### Task brief
Determine how many lines in these records hold "emit". Only the number is wanted.

### Information
______________________________
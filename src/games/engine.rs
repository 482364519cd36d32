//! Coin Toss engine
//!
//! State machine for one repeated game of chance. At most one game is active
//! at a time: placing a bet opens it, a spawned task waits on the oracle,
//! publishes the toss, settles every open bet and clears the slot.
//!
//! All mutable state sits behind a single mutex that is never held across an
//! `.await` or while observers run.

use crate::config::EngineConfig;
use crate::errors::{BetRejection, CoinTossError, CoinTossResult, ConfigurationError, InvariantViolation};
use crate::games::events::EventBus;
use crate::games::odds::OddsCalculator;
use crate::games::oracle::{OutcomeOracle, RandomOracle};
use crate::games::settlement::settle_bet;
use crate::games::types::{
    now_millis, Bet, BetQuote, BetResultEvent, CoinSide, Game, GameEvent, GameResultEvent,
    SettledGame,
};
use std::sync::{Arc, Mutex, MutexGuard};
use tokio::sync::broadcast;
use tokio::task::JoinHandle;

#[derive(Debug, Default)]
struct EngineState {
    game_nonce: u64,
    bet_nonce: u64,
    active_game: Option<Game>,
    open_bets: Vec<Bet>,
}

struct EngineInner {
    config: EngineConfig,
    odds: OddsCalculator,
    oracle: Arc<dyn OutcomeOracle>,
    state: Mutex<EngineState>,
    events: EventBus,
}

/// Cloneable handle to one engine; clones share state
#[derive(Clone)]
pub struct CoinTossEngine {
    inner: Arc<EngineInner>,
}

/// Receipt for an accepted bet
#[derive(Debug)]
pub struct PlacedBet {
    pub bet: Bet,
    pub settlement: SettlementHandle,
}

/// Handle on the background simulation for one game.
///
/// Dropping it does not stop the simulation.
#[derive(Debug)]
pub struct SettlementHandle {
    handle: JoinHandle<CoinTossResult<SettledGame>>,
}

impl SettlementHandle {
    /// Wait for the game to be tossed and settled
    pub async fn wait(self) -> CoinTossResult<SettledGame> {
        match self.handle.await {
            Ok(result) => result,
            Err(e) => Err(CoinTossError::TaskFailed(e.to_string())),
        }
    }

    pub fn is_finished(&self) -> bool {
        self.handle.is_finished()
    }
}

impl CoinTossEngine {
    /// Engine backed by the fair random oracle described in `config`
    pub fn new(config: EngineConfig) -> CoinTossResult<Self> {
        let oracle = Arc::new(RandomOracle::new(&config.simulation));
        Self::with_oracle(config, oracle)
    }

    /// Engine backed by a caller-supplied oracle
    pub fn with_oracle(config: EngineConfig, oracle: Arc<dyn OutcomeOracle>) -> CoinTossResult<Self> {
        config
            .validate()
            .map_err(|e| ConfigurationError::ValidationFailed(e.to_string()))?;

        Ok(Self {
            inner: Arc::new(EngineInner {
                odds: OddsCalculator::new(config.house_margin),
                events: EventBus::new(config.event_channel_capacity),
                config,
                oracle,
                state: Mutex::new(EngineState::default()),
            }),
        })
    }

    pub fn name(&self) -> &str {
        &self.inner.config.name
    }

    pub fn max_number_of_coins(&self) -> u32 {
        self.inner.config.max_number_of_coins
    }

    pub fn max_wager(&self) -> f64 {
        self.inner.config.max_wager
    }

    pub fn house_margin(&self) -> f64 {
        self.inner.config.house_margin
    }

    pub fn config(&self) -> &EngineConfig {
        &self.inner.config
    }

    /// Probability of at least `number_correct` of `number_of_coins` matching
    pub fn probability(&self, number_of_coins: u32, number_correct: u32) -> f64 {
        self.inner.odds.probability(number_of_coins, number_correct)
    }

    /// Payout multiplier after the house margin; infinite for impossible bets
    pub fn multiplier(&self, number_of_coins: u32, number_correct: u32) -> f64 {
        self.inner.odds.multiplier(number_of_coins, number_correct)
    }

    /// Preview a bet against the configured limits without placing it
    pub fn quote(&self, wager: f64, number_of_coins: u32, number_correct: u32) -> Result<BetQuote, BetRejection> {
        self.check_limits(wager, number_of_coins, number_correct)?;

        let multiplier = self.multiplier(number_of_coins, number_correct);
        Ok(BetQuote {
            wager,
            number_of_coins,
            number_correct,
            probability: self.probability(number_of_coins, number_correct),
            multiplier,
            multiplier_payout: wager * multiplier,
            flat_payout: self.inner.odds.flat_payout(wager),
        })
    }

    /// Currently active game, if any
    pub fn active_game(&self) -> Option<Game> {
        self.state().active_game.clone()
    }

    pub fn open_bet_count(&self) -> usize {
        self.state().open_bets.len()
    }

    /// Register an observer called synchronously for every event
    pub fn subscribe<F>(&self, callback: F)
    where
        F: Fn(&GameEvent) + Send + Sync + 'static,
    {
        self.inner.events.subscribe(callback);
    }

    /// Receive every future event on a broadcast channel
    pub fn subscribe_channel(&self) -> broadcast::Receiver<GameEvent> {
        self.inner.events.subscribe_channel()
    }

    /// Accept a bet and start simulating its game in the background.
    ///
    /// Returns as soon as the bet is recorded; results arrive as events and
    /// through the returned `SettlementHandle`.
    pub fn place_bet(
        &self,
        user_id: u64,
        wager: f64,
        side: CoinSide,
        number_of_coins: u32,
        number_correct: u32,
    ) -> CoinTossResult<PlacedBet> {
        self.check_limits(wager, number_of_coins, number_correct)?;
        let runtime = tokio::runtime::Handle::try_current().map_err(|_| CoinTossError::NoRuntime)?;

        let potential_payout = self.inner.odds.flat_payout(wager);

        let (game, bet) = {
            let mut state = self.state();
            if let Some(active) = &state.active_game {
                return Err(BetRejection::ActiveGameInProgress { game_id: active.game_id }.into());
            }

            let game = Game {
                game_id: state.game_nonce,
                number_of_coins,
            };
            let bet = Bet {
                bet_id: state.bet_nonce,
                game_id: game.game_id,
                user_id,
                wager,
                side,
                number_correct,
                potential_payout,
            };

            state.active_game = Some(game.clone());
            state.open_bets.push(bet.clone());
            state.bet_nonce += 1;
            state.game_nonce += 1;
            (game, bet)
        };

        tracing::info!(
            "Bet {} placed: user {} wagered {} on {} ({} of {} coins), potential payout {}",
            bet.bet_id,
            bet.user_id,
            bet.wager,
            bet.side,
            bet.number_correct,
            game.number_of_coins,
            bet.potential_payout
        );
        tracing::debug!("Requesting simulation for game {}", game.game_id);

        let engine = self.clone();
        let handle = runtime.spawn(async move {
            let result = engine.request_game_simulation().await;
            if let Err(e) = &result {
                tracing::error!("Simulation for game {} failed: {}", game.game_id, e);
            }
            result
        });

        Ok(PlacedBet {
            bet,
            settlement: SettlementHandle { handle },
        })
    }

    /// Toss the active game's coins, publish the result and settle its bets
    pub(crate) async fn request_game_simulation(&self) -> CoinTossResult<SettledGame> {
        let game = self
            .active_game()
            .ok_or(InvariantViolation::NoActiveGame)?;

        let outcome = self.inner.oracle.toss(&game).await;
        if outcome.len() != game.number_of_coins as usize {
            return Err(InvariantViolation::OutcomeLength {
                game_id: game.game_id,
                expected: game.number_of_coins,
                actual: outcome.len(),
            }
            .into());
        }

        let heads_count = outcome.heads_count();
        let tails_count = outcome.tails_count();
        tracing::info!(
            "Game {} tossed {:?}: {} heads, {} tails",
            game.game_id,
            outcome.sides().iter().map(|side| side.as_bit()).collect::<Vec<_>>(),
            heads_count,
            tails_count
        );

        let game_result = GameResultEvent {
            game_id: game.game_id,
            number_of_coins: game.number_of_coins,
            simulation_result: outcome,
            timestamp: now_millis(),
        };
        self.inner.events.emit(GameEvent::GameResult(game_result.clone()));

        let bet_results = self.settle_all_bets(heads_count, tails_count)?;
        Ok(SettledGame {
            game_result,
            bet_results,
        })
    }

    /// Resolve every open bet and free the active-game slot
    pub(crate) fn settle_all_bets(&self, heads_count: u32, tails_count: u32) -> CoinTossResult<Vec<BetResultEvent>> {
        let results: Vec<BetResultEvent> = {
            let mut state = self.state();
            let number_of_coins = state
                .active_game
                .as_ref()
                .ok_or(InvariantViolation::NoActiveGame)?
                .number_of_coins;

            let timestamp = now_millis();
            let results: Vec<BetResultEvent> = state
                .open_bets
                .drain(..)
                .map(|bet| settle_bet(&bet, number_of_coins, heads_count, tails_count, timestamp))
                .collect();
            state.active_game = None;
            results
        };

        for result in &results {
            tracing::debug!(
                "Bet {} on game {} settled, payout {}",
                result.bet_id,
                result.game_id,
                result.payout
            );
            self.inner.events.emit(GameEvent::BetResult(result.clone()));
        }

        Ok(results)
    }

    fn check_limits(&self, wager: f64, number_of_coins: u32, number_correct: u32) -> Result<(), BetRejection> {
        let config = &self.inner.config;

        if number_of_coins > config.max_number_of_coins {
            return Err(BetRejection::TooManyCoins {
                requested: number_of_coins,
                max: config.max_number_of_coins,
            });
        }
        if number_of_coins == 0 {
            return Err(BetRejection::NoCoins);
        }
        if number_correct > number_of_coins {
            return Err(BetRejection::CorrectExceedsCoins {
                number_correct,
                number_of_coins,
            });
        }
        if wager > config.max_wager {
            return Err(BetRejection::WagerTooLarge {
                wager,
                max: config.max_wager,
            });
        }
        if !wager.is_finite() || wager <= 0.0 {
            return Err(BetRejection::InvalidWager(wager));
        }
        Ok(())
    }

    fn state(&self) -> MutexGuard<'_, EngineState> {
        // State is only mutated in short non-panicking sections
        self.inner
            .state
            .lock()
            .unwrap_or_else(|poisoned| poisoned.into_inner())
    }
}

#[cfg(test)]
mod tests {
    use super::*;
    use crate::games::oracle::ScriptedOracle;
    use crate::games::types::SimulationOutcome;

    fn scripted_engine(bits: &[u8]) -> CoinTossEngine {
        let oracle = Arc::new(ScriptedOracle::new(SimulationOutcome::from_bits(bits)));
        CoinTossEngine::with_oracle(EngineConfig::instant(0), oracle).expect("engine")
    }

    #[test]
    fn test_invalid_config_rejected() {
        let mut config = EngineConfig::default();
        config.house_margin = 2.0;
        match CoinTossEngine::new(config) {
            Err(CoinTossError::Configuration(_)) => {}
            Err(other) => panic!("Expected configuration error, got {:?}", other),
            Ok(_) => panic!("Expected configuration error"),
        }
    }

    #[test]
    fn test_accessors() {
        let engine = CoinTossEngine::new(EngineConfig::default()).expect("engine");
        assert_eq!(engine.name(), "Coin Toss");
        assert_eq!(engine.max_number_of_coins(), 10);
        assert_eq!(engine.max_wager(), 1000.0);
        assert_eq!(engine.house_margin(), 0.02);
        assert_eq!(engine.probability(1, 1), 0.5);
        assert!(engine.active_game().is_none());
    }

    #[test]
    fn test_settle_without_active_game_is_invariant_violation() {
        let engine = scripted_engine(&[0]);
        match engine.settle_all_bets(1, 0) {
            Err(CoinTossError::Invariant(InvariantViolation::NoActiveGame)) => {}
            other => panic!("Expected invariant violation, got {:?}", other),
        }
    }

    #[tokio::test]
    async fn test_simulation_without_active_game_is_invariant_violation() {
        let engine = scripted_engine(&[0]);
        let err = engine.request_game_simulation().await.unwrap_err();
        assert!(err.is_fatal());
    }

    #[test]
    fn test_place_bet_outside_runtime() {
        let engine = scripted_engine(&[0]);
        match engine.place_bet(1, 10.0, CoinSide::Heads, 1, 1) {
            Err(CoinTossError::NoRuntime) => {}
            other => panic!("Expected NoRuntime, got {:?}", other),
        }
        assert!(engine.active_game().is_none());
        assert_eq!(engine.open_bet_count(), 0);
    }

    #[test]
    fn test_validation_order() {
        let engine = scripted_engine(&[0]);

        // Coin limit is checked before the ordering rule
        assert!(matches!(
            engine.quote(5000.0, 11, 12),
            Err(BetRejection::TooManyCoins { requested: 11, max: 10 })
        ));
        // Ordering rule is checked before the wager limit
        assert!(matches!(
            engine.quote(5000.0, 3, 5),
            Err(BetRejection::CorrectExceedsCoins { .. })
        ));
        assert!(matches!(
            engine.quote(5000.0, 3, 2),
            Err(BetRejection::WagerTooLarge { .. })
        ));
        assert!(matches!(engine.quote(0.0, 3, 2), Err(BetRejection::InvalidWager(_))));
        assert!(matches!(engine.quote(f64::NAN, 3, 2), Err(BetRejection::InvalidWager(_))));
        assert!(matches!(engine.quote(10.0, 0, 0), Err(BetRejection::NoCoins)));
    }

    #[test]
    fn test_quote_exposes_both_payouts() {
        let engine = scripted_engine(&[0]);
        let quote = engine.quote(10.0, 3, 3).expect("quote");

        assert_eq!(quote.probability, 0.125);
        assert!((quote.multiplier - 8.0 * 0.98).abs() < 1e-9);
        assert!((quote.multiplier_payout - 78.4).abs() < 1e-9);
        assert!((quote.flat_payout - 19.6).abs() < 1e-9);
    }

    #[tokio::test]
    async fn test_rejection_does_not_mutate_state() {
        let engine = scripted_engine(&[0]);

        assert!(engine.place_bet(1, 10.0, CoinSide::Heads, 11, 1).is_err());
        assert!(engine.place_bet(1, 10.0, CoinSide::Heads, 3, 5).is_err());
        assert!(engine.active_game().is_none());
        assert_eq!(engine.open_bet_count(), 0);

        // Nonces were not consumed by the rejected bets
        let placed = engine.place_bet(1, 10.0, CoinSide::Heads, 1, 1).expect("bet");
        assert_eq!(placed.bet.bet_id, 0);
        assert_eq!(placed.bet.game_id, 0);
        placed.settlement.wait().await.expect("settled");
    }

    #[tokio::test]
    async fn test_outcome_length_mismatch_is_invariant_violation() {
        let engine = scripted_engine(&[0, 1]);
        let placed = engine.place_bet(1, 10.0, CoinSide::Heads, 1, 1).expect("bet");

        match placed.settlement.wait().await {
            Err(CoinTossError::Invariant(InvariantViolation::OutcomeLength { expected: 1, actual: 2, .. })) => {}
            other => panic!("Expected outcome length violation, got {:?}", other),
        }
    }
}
______________________________
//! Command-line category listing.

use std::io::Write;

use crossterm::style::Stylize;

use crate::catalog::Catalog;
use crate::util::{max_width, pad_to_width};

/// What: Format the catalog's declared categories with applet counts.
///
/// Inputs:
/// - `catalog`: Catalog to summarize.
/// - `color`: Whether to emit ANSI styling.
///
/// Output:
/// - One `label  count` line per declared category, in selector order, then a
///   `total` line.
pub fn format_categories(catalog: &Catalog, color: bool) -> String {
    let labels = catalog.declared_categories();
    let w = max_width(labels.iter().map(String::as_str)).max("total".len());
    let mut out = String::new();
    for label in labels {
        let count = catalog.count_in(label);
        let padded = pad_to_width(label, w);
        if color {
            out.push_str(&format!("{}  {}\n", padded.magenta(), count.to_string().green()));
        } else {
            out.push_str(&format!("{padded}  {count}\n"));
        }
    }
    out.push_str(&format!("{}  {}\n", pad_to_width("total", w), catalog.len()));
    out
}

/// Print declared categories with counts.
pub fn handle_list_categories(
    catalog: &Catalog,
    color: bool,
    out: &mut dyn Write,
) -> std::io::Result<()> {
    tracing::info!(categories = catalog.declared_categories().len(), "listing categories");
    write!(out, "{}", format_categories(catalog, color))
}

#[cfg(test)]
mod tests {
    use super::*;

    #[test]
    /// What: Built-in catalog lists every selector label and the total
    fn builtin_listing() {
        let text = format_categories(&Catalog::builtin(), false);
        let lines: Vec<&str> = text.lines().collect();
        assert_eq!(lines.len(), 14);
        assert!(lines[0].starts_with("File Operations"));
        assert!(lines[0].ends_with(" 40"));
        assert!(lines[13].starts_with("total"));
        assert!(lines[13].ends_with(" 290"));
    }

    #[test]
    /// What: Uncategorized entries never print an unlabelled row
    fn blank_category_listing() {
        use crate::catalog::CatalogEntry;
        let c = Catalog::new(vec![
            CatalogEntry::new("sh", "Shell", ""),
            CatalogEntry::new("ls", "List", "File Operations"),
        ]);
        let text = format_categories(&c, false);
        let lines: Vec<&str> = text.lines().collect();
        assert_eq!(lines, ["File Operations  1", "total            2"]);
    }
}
______________________________
### Response box
3